(Entries supplied Opens)
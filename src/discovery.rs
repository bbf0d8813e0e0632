//! Swift source discovery under a project's source root.

use std::fs;
use std::path::{Path, PathBuf};

use thiserror::Error;
use walkdir::WalkDir;

use mockgen_syntax::ParseConfig;

const SWIFT_EXTENSION: &str = "swift";

#[derive(Debug, Error)]
pub enum DiscoveryError {
    #[error("failed to walk '{root}': {source}")]
    Walk {
        root: PathBuf,
        #[source]
        source: walkdir::Error,
    },

    #[error("failed to read '{path}': {source}")]
    Read {
        path: PathBuf,
        #[source]
        source: std::io::Error,
    },

    #[error("'{path}' is too large ({len} bytes, max {max} bytes)")]
    TooLarge { path: PathBuf, len: u64, max: usize },
}

/// A discovered source file and its contents.
#[derive(Debug, Clone, PartialEq, Eq)]
pub struct SourceFile {
    pub path: PathBuf,
    pub source: String,
}

/// Return `true` for paths with a `.swift` extension.
pub fn is_swift_file(path: &Path) -> bool {
    path.extension().and_then(|ext| ext.to_str()) == Some(SWIFT_EXTENSION)
}

/// Recursively list `.swift` files under `root`, sorted.
pub fn discover_swift_files(root: &Path) -> Result<Vec<PathBuf>, DiscoveryError> {
    let mut files = Vec::new();
    for entry in WalkDir::new(root) {
        let entry = entry.map_err(|source| DiscoveryError::Walk {
            root: root.to_path_buf(),
            source,
        })?;
        if !entry.file_type().is_file() || !is_swift_file(entry.path()) {
            continue;
        }
        files.push(entry.into_path());
    }
    files.sort();
    Ok(files)
}

/// Read one source file, refusing anything over `config.max_source_len`.
pub fn read_source(path: &Path, config: &ParseConfig) -> Result<String, DiscoveryError> {
    let metadata = fs::metadata(path).map_err(|source| DiscoveryError::Read {
        path: path.to_path_buf(),
        source,
    })?;
    let fits = usize::try_from(metadata.len()).is_ok_and(|len| config.accepts_source_len(len));
    if !fits {
        return Err(DiscoveryError::TooLarge {
            path: path.to_path_buf(),
            len: metadata.len(),
            max: config.max_source_len,
        });
    }
    fs::read_to_string(path).map_err(|source| DiscoveryError::Read {
        path: path.to_path_buf(),
        source,
    })
}

/// Discover and read every `.swift` file under `root`.
///
/// Unreadable or oversized files are skipped with a warning; only a failure to walk `root` is an error.
#[tracing::instrument(skip_all, fields(root = %root.display()))]
pub fn discover_sources(root: &Path, config: &ParseConfig) -> Result<Vec<SourceFile>, DiscoveryError> {
    let mut sources = Vec::new();
    for path in discover_swift_files(root)? {
        match read_source(&path, config) {
            Ok(source) => sources.push(SourceFile { path, source }),
            Err(err) => tracing::warn!(error = %err, "skipping source file"),
        }
    }
    tracing::debug!(count = sources.len(), "discovered swift sources");
    Ok(sources)
}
(Entries supplied Closes)
From the first line to the last, copy the records exactly as they appear above.

filename src/discovery.rs
repository bbf0d8813e0e0632
//! Swift source discovery under a project's source root.

use std::fs;
use std::path::{Path, PathBuf};

use thiserror::Error;
use walkdir::WalkDir;

use mockgen_syntax::ParseConfig;

const SWIFT_EXTENSION: &str = "swift";

#[derive(Debug, Error)]
pub enum DiscoveryError {
    #[error("failed to walk '{root}': {source}")]
    Walk {
        root: PathBuf,
        #[source]
        source: walkdir::Error,
    },

    #[error("failed to read '{path}': {source}")]
    Read {
        path: PathBuf,
        #[source]
        source: std::io::Error,
    },

    #[error("'{path}' is too large ({len} bytes, max {max} bytes)")]
    TooLarge { path: PathBuf, len: u64, max: usize },
}

/// A discovered source file and its contents.
#[derive(Debug, Clone, PartialEq, Eq)]
pub struct SourceFile {
    pub path: PathBuf,
    pub source: String,
}

/// Return `true` for paths with a `.swift` extension.
pub fn is_swift_file(path: &Path) -> bool {
    path.extension().and_then(|ext| ext.to_str()) == Some(SWIFT_EXTENSION)
}

/// Recursively list `.swift` files under `root`, sorted.
pub fn discover_swift_files(root: &Path) -> Result<Vec<PathBuf>, DiscoveryError> {
    let mut files = Vec::new();
    for entry in WalkDir::new(root) {
        let entry = entry.map_err(|source| DiscoveryError::Walk {
            root: root.to_path_buf(),
            source,
        })?;
        if !entry.file_type().is_file() || !is_swift_file(entry.path()) {
            continue;
        }
        files.push(entry.into_path());
    }
    files.sort();
    Ok(files)
}

/// Read one source file, refusing anything over `config.max_source_len`.
pub fn read_source(path: &Path, config: &ParseConfig) -> Result<String, DiscoveryError> {
    let metadata = fs::metadata(path).map_err(|source| DiscoveryError::Read {
        path: path.to_path_buf(),
        source,
    })?;
    let fits = usize::try_from(metadata.len()).is_ok_and(|len| config.accepts_source_len(len));
    if !fits {
        return Err(DiscoveryError::TooLarge {
            path: path.to_path_buf(),
            len: metadata.len(),
            max: config.max_source_len,
        });
    }
    fs::read_to_string(path).map_err(|source| DiscoveryError::Read {
        path: path.to_path_buf(),
        source,
    })
}

/// Discover and read every `.swift` file under `root`.
///
/// Unreadable or oversized files are skipped with a warning; only a failure to walk `root` is an error.
#[tracing::instrument(skip_all, fields(root = %root.display()))]
pub fn discover_sources(root: &Path, config: &ParseConfig) -> Result<Vec<SourceFile>, DiscoveryError> {
    let mut sources = Vec::new();
    for path in discover_swift_files(root)? {
        match read_source(&path, config) {
            Ok(source) => sources.push(SourceFile { path, source }),
            Err(err) => tracing::warn!(error = %err, "skipping source file"),
        }
    }
    tracing::debug!(count = sources.len(), "discovered swift sources");
    Ok(sources)
}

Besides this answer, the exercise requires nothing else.